------ Data extracts ------

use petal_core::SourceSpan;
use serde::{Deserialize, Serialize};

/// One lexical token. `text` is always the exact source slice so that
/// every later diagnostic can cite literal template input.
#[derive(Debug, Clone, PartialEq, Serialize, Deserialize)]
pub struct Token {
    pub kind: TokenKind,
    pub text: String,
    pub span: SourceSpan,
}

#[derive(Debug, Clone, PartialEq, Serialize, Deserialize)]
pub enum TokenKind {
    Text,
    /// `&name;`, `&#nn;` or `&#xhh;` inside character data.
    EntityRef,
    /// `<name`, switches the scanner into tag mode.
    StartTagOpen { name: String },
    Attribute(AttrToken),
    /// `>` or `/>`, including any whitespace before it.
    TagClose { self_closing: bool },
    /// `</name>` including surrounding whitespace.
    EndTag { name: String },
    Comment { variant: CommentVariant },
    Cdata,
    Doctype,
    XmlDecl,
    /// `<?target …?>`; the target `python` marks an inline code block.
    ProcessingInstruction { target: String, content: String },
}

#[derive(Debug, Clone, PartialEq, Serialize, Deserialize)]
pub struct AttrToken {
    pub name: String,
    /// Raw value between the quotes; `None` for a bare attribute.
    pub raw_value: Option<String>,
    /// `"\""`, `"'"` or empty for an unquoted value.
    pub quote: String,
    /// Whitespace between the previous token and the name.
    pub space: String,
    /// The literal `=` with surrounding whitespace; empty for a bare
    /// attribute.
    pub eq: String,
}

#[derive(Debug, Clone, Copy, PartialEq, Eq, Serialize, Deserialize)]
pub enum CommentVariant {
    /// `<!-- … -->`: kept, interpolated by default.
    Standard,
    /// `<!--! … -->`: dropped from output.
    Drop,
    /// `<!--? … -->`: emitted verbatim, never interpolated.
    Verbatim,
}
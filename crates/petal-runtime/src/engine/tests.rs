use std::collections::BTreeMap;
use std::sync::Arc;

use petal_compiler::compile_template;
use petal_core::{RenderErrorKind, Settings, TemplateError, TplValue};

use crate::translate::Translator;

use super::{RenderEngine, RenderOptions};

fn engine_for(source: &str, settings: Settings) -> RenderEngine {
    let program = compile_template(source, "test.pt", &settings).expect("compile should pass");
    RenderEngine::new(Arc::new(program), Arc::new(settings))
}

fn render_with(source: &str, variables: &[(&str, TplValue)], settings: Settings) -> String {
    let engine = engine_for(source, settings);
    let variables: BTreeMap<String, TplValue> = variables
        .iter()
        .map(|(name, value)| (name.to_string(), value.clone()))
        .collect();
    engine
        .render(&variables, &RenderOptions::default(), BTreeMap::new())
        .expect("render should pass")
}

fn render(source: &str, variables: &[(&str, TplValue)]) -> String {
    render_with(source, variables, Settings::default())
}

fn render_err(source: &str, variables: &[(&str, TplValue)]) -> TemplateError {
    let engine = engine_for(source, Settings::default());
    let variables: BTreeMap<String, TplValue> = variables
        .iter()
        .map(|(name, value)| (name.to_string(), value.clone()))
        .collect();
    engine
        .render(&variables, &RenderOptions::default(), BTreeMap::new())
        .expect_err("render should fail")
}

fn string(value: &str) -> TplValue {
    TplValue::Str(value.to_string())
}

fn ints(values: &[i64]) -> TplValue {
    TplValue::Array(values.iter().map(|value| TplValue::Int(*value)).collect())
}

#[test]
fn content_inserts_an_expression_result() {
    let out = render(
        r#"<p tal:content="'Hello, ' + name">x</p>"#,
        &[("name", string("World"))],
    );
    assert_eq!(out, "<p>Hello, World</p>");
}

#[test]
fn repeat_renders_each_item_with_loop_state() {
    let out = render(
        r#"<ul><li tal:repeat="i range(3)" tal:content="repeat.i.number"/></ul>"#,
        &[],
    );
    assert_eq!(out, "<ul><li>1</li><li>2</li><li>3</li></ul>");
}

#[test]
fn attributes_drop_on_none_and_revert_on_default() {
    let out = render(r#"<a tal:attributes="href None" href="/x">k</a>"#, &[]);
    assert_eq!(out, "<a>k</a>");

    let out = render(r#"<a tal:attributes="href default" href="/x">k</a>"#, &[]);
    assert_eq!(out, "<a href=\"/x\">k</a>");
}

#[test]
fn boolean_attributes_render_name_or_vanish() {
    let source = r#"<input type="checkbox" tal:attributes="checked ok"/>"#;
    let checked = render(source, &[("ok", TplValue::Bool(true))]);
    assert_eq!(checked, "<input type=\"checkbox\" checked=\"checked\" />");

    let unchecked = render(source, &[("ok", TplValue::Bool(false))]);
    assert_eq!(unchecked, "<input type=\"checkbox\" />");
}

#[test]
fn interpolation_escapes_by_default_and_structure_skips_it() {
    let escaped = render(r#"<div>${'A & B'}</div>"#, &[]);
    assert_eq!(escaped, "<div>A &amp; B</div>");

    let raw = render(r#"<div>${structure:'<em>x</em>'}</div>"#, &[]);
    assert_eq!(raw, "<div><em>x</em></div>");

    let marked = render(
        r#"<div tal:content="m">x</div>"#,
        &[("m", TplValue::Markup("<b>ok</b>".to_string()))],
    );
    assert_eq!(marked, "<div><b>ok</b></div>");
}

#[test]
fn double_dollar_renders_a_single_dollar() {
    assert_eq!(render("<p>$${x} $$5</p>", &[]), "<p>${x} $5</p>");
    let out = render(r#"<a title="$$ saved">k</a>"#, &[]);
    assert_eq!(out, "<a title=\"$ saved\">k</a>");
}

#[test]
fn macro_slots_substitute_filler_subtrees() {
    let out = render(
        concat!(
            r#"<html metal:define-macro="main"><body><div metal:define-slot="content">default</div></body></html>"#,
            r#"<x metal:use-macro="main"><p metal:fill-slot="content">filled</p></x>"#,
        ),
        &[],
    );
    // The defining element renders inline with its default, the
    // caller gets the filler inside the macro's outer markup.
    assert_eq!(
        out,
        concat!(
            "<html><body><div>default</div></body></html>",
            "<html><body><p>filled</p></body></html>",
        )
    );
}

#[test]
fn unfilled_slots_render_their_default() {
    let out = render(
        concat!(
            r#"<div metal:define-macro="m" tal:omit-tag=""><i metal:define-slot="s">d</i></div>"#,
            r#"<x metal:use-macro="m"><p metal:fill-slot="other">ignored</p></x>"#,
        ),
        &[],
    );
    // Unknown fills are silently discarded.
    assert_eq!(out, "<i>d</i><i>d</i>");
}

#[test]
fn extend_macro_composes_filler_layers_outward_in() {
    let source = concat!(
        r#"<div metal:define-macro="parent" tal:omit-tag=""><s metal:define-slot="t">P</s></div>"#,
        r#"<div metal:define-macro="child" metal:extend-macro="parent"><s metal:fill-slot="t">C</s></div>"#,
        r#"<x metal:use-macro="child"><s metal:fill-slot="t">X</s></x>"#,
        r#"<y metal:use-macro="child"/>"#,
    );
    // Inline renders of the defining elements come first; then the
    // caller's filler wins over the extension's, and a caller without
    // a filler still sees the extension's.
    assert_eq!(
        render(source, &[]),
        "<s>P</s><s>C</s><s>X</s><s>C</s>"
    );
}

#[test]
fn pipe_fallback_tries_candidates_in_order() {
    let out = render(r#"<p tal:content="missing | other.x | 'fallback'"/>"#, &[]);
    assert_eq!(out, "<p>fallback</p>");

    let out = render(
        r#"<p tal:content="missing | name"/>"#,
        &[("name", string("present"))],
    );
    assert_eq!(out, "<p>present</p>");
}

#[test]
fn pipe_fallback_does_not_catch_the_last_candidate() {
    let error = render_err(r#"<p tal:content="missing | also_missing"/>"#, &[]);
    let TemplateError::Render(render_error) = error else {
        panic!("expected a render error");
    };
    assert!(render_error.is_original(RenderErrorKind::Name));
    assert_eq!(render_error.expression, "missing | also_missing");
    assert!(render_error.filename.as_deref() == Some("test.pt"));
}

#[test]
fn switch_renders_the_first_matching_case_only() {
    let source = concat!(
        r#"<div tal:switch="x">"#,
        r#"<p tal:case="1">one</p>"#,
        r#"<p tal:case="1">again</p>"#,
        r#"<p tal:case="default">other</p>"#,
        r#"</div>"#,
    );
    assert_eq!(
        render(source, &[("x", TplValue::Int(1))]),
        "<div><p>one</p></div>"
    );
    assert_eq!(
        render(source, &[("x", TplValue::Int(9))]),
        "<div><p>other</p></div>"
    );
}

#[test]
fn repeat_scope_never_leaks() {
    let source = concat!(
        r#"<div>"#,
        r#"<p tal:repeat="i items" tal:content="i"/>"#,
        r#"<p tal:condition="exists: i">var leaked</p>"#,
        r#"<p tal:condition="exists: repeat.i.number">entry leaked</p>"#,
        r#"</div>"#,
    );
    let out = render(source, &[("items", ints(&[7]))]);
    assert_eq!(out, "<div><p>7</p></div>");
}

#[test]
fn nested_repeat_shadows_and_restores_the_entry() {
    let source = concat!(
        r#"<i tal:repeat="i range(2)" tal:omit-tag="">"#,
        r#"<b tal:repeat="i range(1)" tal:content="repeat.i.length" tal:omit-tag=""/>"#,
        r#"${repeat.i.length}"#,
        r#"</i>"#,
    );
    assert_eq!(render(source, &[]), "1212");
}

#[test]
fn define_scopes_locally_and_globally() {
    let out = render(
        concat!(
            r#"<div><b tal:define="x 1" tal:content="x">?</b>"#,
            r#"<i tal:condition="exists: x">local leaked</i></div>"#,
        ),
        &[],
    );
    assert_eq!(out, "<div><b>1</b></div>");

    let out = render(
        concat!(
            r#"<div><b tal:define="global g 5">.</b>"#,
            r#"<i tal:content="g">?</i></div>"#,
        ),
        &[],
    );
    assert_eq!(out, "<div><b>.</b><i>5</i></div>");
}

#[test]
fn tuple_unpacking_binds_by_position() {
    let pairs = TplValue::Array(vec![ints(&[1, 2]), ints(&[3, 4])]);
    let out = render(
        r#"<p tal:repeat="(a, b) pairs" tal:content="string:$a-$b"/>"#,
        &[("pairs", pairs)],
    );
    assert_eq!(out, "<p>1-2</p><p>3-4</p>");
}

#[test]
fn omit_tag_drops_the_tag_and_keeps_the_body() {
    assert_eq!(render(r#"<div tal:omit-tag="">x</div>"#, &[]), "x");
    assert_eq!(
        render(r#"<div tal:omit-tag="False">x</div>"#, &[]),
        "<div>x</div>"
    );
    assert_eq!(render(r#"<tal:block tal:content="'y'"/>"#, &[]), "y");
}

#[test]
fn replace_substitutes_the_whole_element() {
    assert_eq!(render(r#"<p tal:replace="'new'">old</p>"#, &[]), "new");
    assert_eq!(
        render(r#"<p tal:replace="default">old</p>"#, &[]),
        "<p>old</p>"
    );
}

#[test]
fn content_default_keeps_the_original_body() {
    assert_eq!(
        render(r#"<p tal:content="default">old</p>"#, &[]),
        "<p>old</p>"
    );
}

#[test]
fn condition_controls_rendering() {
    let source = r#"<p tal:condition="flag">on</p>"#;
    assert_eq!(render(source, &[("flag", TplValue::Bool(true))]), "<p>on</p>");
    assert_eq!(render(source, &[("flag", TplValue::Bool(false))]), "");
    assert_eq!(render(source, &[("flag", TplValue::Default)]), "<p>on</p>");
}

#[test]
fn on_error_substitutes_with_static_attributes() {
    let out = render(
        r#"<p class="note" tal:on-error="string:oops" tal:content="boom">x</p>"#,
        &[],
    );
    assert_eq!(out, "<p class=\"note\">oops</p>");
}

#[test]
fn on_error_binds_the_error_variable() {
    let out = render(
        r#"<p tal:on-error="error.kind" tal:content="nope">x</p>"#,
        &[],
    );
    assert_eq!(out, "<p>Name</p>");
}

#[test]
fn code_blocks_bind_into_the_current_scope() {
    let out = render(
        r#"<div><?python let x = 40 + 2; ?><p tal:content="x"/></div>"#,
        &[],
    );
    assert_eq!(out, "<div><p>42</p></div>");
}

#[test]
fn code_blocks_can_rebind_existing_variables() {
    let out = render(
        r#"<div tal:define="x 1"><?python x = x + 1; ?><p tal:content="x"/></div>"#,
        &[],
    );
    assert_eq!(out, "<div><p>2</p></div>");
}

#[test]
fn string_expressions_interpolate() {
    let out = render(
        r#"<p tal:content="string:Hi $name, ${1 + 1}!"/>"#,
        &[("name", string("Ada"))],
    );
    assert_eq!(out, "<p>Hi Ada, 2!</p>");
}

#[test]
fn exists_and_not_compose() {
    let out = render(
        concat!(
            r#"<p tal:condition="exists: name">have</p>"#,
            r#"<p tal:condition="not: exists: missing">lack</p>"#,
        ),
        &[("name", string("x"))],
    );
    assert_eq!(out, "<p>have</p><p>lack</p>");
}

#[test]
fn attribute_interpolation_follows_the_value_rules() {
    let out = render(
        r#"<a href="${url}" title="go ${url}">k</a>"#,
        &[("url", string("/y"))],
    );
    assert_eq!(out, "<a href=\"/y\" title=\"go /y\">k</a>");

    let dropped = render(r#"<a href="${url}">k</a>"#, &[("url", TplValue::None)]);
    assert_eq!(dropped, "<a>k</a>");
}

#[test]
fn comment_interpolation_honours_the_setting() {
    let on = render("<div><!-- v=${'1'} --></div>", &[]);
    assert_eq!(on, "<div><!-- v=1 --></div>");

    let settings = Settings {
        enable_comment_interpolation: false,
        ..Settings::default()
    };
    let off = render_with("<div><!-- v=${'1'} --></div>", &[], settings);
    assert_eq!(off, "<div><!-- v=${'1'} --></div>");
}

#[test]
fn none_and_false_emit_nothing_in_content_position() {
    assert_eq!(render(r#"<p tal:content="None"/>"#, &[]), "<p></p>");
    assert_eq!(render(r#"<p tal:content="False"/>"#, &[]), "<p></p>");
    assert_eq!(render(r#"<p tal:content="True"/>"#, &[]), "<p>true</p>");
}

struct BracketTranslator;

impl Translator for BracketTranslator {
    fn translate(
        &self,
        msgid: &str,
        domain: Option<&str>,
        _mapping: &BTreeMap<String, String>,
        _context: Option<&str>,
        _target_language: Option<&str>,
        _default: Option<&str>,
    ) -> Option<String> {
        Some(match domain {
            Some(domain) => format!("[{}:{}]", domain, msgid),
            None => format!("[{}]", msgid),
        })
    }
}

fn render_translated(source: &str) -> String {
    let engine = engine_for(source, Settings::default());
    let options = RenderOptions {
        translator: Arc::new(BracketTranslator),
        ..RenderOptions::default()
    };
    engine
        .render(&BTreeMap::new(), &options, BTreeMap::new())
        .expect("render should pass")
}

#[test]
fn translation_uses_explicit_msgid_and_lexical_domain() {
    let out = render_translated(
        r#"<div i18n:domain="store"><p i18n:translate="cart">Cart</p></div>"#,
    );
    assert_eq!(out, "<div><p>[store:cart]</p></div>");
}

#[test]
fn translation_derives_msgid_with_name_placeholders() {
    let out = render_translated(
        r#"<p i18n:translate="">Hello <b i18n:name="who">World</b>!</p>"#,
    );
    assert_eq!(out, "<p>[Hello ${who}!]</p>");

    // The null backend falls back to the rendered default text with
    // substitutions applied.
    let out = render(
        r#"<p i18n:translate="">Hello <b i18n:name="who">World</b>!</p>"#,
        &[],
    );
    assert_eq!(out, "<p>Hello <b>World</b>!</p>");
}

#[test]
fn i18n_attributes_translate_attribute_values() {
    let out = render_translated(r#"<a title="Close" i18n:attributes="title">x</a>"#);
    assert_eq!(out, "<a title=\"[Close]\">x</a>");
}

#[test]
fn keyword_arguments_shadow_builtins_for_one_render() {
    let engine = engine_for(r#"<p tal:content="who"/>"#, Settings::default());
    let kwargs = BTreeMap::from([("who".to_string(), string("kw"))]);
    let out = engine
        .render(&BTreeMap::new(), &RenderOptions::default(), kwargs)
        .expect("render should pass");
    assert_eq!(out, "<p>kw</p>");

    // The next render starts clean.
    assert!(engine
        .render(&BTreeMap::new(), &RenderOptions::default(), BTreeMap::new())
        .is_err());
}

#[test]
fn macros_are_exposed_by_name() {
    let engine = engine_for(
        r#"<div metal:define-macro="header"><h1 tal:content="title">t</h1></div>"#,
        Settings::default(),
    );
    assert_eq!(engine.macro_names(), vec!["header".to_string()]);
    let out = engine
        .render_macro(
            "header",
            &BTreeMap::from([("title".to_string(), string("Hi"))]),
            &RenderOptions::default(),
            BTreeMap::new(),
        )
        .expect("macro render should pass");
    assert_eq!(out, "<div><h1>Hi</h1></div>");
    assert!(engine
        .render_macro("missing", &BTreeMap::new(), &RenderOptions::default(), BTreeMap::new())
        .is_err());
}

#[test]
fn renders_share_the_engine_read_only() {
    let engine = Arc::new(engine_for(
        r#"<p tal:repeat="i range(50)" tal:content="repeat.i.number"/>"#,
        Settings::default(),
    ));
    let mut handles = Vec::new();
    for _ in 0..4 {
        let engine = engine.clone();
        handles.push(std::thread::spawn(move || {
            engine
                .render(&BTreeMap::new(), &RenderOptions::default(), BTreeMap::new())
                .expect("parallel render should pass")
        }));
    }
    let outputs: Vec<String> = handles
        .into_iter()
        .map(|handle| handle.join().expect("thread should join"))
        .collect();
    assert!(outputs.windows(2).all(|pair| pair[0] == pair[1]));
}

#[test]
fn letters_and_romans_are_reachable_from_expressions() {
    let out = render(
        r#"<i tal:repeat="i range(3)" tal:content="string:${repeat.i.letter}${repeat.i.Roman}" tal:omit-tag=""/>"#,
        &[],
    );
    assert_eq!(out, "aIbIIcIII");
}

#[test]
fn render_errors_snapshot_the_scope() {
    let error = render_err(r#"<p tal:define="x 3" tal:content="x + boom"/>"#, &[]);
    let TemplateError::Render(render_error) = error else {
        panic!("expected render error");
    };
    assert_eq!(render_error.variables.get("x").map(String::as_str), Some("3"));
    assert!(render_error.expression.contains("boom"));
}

------

The task: Wherever a line of the data above contains "BracketTranslator", copy that line.

Written answer:
struct BracketTranslator;
impl Translator for BracketTranslator {
        translator: Arc::new(BracketTranslator),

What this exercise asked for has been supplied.